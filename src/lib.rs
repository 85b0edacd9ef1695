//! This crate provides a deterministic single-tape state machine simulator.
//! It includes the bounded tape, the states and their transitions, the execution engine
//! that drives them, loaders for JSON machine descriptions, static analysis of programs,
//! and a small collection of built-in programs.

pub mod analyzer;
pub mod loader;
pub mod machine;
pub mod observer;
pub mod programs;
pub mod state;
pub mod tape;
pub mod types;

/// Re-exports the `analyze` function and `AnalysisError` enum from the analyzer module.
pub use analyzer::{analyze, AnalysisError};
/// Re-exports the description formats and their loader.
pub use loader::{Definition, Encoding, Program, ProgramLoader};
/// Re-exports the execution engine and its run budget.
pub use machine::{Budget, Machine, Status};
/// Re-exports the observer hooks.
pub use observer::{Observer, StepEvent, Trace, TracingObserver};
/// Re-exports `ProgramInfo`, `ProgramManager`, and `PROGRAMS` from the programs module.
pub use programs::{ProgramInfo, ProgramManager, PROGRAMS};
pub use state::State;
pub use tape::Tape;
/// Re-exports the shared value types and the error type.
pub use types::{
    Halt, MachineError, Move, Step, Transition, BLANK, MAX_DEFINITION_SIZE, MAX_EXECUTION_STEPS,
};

==

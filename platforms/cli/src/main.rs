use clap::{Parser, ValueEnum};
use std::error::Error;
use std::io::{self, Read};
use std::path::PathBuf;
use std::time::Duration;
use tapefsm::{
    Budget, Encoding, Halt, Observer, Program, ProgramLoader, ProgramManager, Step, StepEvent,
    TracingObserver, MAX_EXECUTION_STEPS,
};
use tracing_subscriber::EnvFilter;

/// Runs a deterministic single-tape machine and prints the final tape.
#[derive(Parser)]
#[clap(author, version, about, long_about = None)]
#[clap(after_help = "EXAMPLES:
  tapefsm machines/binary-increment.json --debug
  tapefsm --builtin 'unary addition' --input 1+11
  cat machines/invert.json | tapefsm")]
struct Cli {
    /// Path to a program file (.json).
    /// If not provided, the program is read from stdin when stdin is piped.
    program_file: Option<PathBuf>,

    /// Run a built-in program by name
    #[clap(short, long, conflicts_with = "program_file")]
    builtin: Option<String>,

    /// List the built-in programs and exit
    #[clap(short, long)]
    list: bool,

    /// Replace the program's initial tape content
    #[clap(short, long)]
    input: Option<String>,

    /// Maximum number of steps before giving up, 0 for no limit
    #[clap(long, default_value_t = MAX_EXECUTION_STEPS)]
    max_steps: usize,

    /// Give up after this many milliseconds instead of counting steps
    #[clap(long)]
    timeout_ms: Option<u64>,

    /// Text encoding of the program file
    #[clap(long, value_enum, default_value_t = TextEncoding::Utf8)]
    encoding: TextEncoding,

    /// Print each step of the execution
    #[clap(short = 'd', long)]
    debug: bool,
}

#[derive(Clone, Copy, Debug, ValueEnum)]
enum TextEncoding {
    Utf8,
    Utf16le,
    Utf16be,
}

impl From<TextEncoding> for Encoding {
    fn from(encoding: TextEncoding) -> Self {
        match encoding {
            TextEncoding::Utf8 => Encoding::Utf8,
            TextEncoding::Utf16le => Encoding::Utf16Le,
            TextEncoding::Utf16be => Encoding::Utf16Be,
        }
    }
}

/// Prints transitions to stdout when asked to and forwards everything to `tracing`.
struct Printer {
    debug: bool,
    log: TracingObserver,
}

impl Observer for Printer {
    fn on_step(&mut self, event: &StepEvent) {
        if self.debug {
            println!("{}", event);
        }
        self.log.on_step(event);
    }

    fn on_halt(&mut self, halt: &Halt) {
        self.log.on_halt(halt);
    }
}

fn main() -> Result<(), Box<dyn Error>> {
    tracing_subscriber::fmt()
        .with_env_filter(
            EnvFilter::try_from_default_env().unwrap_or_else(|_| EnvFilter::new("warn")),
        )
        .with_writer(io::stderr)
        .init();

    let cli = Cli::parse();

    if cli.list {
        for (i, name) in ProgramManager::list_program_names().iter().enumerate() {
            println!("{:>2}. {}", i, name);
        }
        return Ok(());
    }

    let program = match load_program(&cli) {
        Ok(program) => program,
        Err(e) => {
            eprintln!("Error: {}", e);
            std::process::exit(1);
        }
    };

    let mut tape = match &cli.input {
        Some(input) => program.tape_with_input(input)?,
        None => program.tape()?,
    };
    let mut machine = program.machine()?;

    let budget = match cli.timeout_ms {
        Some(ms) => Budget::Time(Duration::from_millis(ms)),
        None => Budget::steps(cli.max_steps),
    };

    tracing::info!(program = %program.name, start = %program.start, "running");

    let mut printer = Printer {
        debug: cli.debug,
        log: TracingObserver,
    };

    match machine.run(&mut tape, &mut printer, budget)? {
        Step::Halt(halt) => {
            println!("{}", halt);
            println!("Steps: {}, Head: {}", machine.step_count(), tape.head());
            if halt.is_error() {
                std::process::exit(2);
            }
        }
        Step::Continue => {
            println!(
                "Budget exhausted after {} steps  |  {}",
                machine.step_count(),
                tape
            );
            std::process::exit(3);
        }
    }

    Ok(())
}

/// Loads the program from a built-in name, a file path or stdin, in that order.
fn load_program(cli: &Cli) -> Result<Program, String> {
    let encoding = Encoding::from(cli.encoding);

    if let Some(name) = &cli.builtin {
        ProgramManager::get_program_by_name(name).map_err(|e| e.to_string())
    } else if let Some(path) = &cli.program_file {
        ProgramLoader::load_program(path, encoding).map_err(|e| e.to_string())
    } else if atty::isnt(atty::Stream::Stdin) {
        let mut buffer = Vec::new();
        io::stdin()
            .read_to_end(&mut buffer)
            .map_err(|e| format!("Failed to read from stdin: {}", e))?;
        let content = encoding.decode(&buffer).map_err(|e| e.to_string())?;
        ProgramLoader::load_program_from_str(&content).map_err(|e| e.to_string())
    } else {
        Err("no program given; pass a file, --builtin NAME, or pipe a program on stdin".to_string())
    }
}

==

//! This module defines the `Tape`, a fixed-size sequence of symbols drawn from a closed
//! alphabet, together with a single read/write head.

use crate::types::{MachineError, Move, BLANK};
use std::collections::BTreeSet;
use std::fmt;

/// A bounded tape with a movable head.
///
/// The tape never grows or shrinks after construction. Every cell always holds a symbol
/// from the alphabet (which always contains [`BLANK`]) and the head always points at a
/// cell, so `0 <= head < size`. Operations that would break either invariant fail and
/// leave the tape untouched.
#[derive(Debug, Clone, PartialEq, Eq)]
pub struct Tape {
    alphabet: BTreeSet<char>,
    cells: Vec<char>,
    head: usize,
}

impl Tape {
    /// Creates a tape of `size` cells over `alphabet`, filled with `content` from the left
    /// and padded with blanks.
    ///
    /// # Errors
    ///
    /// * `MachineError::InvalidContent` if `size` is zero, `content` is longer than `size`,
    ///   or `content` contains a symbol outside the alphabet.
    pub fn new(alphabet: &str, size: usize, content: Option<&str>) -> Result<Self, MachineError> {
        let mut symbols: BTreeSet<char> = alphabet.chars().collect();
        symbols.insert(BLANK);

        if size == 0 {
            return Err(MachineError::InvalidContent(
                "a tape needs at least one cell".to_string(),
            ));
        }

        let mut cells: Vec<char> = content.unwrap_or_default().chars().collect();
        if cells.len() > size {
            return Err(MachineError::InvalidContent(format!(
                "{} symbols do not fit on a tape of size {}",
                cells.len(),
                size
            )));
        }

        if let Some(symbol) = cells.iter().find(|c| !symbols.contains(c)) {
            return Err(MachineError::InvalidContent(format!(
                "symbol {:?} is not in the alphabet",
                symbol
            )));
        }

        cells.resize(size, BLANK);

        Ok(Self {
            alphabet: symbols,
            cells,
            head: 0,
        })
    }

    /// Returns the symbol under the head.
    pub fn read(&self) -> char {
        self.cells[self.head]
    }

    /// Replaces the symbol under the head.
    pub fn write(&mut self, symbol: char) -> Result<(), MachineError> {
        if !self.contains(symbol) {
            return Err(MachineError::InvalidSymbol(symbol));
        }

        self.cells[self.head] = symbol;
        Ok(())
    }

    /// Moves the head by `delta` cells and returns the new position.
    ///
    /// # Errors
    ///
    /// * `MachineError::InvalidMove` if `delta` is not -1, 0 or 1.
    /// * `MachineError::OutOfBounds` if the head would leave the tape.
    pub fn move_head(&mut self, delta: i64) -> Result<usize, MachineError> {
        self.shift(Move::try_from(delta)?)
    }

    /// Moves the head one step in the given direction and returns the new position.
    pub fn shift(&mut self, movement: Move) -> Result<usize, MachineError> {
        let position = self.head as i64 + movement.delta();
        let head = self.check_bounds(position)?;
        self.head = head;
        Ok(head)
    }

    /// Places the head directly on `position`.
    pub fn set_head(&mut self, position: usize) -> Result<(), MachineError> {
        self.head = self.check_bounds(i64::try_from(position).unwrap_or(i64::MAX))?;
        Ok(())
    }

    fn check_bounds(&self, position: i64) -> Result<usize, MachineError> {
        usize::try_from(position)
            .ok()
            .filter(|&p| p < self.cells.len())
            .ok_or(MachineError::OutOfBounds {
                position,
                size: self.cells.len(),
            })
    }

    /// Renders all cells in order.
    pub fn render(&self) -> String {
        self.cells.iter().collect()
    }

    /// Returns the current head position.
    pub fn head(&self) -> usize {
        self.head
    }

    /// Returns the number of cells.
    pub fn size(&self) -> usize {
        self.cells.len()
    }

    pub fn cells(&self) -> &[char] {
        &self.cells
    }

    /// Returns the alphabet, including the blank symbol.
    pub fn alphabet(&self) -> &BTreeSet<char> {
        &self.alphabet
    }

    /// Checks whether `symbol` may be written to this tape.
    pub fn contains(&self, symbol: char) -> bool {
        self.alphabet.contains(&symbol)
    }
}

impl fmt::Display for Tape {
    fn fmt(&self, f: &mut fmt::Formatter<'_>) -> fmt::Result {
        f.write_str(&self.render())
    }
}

**WHAT YOU HAVE TO DO**
Of the lines above, output exactly those from the line bearing "filename src/lib.rs" through the line bearing "the programs module.", inclusive.

**OUTPUT OF THE EXERCISE**
filename src/lib.rs
repository 85b0edacd9ef1695
//! This crate provides a deterministic single-tape state machine simulator.
//! It includes the bounded tape, the states and their transitions, the execution engine
//! that drives them, loaders for JSON machine descriptions, static analysis of programs,
//! and a small collection of built-in programs.

pub mod analyzer;
pub mod loader;
pub mod machine;
pub mod observer;
pub mod programs;
pub mod state;
pub mod tape;
pub mod types;

/// Re-exports the `analyze` function and `AnalysisError` enum from the analyzer module.
pub use analyzer::{analyze, AnalysisError};
/// Re-exports the description formats and their loader.
pub use loader::{Definition, Encoding, Program, ProgramLoader};
/// Re-exports the execution engine and its run budget.
pub use machine::{Budget, Machine, Status};
/// Re-exports the observer hooks.
pub use observer::{Observer, StepEvent, Trace, TracingObserver};
/// Re-exports `ProgramInfo`, `ProgramManager`, and `PROGRAMS` from the programs module.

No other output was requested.